First, even if the 3 firemen were in the same room, they don't give the same exact same location/timing for the events.
Example: event "blake smoke like a tyre exploding" at around S6 or S5 for two of the firemen, while the third didn't see the black smoke, but only the beginning of the fire, around S5, with first a small flame at the rear of the engine (different from the reheat), then the big flame everybody saw later.

Nevertheless, they were close enough (not like the foreman I remembered from a TV show) and their descriptions are precise enough to come to the conclusion that it seems the "black smoke" event took place at or shortly before the "first apparent trace of destroyed tyre" located between W7 and W6 on the appendix12.
Indeed "around S5" and "shortly after W7" are close enough - or were, in 2000, now the taxiway have different names.

Also noteworthy is the confusion in some TV shows when they said that witnesses had said the fire had begun a long distance (wasn't 1 km quoted?) before the strip. Yep. That is before where the strip was finally found. Not before where the strip probably was when Concorde rolled over it. I really have no difficulty to imagine the strip being swept along the trajectory of the aircraft, as its 200 tons rolled over it... but it seems that notion eludes some people anyway.

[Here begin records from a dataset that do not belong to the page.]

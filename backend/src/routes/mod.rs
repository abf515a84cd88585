//! Route definitions for the Scrapyard Ledger API

use axum::{routing::get, routing::post, Router};

use crate::{handlers, AppState};

/// Create API routes
pub fn api_routes() -> Router<AppState> {
    Router::new()
        .route("/health", get(handlers::health_check))
        .nest("/lots", lot_routes())
        .nest("/sales", sale_routes())
        .nest("/records", record_routes())
        .nest("/dashboard", dashboard_routes())
        .nest("/reports", report_routes())
}

/// Lot management routes
fn lot_routes() -> Router<AppState> {
    Router::new()
        .route("/", get(handlers::list_lots).post(handlers::create_lot))
        .route("/selectable", get(handlers::list_selectable_lots))
        .route(
            "/:lot_id",
            get(handlers::get_lot)
                .put(handlers::update_lot)
                .delete(handlers::delete_lot),
        )
}

/// Sale recording routes
fn sale_routes() -> Router<AppState> {
    Router::new()
        .route("/", get(handlers::list_sales).post(handlers::create_sale))
        .route(
            "/:sale_id",
            get(handlers::get_sale)
                .put(handlers::update_sale)
                .delete(handlers::delete_sale),
        )
}

/// Loaded record set routes
fn record_routes() -> Router<AppState> {
    Router::new()
        .route("/", get(handlers::get_summary))
        .route("/reload", post(handlers::reload_records))
}

/// Dashboard routes
fn dashboard_routes() -> Router<AppState> {
    Router::new()
        .route("/", get(handlers::get_dashboard))
        .route("/overview", get(handlers::get_overview))
}

/// Report export routes
fn report_routes() -> Router<AppState> {
    Router::new().route("/lots", get(handlers::get_lot_report))
}
//! Canonical in-memory record sets
//!
//! [`RecordBook`] is the single owner of the loaded lots and sales. Readers
//! borrow slices; writers either commit a whole replacement set or apply one
//! confirmed change at a time.

use std::collections::HashSet;

use serde::Serialize;
use thiserror::Error;

use crate::models::{Lot, Sale};

/// Rejected record-set commits
#[derive(Debug, Error, PartialEq, Eq)]
pub enum RecordError {
    #[error("Duplicate lot id: {0}")]
    DuplicateLotId(String),

    #[error("Duplicate sale id: {0}")]
    DuplicateSaleId(String),
}

/// Owner of the lot and sale collections
#[derive(Debug, Clone, Default, Serialize)]
#[serde(rename_all = "camelCase")]
pub struct RecordBook {
    lots: Vec<Lot>,
    sales: Vec<Sale>,
}

impl RecordBook {
    pub fn new() -> Self {
        Self::default()
    }

    /// Build a book from freshly loaded sets, rejecting duplicate ids
    pub fn from_parts(lots: Vec<Lot>, sales: Vec<Sale>) -> Result<Self, RecordError> {
        ensure_unique(&lots, |l| &l.id).map_err(RecordError::DuplicateLotId)?;
        ensure_unique(&sales, |s| &s.id).map_err(RecordError::DuplicateSaleId)?;
        Ok(Self { lots, sales })
    }

    pub fn lots(&self) -> &[Lot] {
        &self.lots
    }

    pub fn sales(&self) -> &[Sale] {
        &self.sales
    }

    pub fn lot(&self, id: &str) -> Option<&Lot> {
        self.lots.iter().find(|l| l.id == id)
    }

    pub fn sale(&self, id: &str) -> Option<&Sale> {
        self.sales.iter().find(|s| s.id == id)
    }

    pub fn is_empty(&self) -> bool {
        self.lots.is_empty() && self.sales.is_empty()
    }

    /// Atomically replace every lot. On error the current set is kept.
    pub fn replace_lots(&mut self, lots: Vec<Lot>) -> Result<(), RecordError> {
        ensure_unique(&lots, |l| &l.id).map_err(RecordError::DuplicateLotId)?;
        self.lots = lots;
        Ok(())
    }

    /// Atomically replace every sale. On error the current set is kept.
    pub fn replace_sales(&mut self, sales: Vec<Sale>) -> Result<(), RecordError> {
        ensure_unique(&sales, |s| &s.id).map_err(RecordError::DuplicateSaleId)?;
        self.sales = sales;
        Ok(())
    }

    /// Replace both sets at once; neither changes unless both are valid
    pub fn replace_all(&mut self, lots: Vec<Lot>, sales: Vec<Sale>) -> Result<(), RecordError> {
        *self = Self::from_parts(lots, sales)?;
        Ok(())
    }

    /// Apply a confirmed lot write: replace in place, or append when new
    pub fn upsert_lot(&mut self, lot: Lot) {
        match self.lots.iter_mut().find(|l| l.id == lot.id) {
            Some(existing) => *existing = lot,
            None => self.lots.push(lot),
        }
    }

    /// Apply a confirmed sale write: replace in place, or append when new
    pub fn upsert_sale(&mut self, sale: Sale) {
        match self.sales.iter_mut().find(|s| s.id == sale.id) {
            Some(existing) => *existing = sale,
            None => self.sales.push(sale),
        }
    }

    /// Remove a lot together with its sales. Returns the removed lot and the
    /// number of sales dropped with it.
    pub fn remove_lot(&mut self, id: &str) -> Option<(Lot, usize)> {
        let index = self.lots.iter().position(|l| l.id == id)?;
        let lot = self.lots.remove(index);
        let before = self.sales.len();
        self.sales.retain(|s| s.lot_id != id);
        Some((lot, before - self.sales.len()))
    }

    pub fn remove_sale(&mut self, id: &str) -> Option<Sale> {
        let index = self.sales.iter().position(|s| s.id == id)?;
        Some(self.sales.remove(index))
    }

    /// Sales whose lot is not loaded
    pub fn orphan_sales(&self) -> impl Iterator<Item = &Sale> {
        self.sales.iter().filter(|s| self.lot(&s.lot_id).is_none())
    }
}

fn ensure_unique<T>(items: &[T], id: impl Fn(&T) -> &String) -> Result<(), String> {
    let mut seen = HashSet::with_capacity(items.len());
    for item in items {
        let key = id(item);
        if !seen.insert(key.as_str()) {
            return Err(key.clone());
        }
    }
    Ok(())
}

Second, many people said the BEA just "disregarded" the testimonies of the firemen. Not so, as seen above.
And quite not, when we read in extenso the appendix6. We understand then that the fact that the BEA was so keen to say the fire may have begun at the rear of the engines (by opposition to the second theory of the ignition in the U/C bay, which is the only one the AAIB considers valid) is somehow directly related to the testimonies of the firemen, which were trusted (as they should be) regarding the sequence of events (first this, then that: we human are good for that; not so when it came to precisely locate (in the space or time) this or that).